> [EXERCISE] The answer is one number: how many lines in the data below hold "values".

> [DATA]
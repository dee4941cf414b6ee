/*
 * This file is part of max6639-tools.
 *
 * Copyright (C) 2025 max6639-tools contributors
 *
 * max6639-tools is free software: you can redistribute it and/or modify
 * it under the terms of the GNU General Public License as published by
 * the Free Software Foundation, either version 3 of the License, or
 * (at your option) any later version.
 *
 * max6639-tools is distributed in the hope that it will be useful,
 * but WITHOUT ANY WARRANTY; without even the implied warranty of
 * MERCHANTABILITY or FITNESS FOR A PARTICULAR PURPOSE. See the
 * GNU General Public License for more details.
 *
 * You should have received a copy of the GNU General Public License
 * along with max6639-tools. If not, see <https://www.gnu.org/licenses/>.
 */

//! Conversions between physical units and MAX6639 register encodings
//!
//! # Temperature
//!
//! Readings are an 11-bit value in 0.125 degC steps: the TEMP register holds
//! the whole degrees and TEMP_EXT bits 7..5 the fraction. Limits are whole
//! degrees. User facing values are milli-degrees, as in hwmon.
//!
//! # Fan speed
//!
//! The chip reports the tach period, not frequency, so RPM is inversely
//! proportional to the count.
//!
//! # Duty
//!
//! The chip divides a PWM period into 120 slots; callers use 0-255.

use crate::data::{RpmRange, TempReading};
use crate::registers::{temp_ext, DEFAULT_PPR, MAX_DUTY, MAX_PPR, MAX_PWM, MIN_PPR, TACH_STALLED};

/// Restrict `val` to `lo..=hi`, passing in-range values through unchanged
#[inline]
pub fn clamp_val<T: Ord>(val: T, lo: T, hi: T) -> T {
    if val < lo {
        lo
    } else if val > hi {
        hi
    } else {
        val
    }
}

/// Milli-degrees to a limit register value (whole degC, 0-255)
#[inline]
pub fn temp_limit_to_reg(millidegrees: i32) -> u8 {
    clamp_val(millidegrees / 1000, 0, 255) as u8
}

#[inline]
pub fn temp_limit_from_reg(reg: u8) -> i32 {
    reg as i32 * 1000
}

/// Composite reading (1/8 degC) to milli-degrees
#[inline]
pub fn temp_from_reg(raw: u16) -> i32 {
    raw as i32 * 125
}

/// Fraction and fault bit of TEMP_EXT alone, whole degrees left at zero
pub fn decode_temp_ext(ext: u8) -> TempReading {
    TempReading {
        raw: (ext >> temp_ext::FRACTION_SHIFT) as u16,
        fault: ext & temp_ext::FAULT != 0,
    }
}

/// Combine the TEMP and TEMP_EXT register values of one channel
pub fn decode_temperature(temp: u8, ext: u8) -> TempReading {
    let mut reading = decode_temp_ext(ext);
    reading.raw |= (temp as u16) << 3;
    reading
}

/// Raw tach count to RPM; 0 and 0xFF mean no valid measurement
pub fn fan_from_reg(count: u8, range: RpmRange) -> u32 {
    if count == 0 || count == TACH_STALLED {
        return 0;
    }
    range.full_scale() * 30 / count as u32
}

/// 0-255 duty to the chip's 0-120 slot count
#[inline]
pub fn pwm_to_duty(value: i32) -> u8 {
    let value = clamp_val(value, 0, MAX_PWM as i32);
    (value * MAX_DUTY as i32 / MAX_PWM as i32) as u8
}

/// 0-120 slot count back to 0-255
#[inline]
pub fn duty_to_pwm(duty: u8) -> u8 {
    let duty = clamp_val(duty, 0, MAX_DUTY);
    (duty as u32 * MAX_PWM as u32 / MAX_DUTY as u32) as u8
}

/// Replace an unsupported pulses-per-revolution value with the default
#[inline]
pub fn normalize_ppr(ppr: u8) -> u8 {
    if (MIN_PPR..=MAX_PPR).contains(&ppr) {
        ppr
    } else {
        DEFAULT_PPR
    }
}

> [RESPONSE AREA] 3